[Collection entries]
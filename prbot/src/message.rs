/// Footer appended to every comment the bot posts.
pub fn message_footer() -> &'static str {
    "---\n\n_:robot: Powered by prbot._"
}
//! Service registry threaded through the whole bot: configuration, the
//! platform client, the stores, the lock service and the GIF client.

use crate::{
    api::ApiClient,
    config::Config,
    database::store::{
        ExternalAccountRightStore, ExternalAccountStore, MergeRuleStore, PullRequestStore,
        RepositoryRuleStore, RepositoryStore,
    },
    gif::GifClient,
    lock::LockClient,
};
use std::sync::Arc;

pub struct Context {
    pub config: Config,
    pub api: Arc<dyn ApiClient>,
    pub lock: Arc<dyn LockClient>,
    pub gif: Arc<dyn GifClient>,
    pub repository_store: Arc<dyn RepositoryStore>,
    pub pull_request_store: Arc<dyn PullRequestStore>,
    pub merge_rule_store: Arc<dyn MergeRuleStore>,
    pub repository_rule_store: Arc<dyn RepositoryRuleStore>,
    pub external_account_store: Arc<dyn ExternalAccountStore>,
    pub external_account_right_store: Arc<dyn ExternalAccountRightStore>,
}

### PROBLEM TO WORK ON
Lines to set down from above: the line with "use std::sync::Arc;", the line with "pub pull_request_store: Arc<dyn", and every line between, each exactly as written.

### WRITTEN SOLUTION
use std::sync::Arc;

pub struct Context {
    pub config: Config,
    pub api: Arc<dyn ApiClient>,
    pub lock: Arc<dyn LockClient>,
    pub gif: Arc<dyn GifClient>,
    pub repository_store: Arc<dyn RepositoryStore>,
    pub pull_request_store: Arc<dyn PullRequestStore>,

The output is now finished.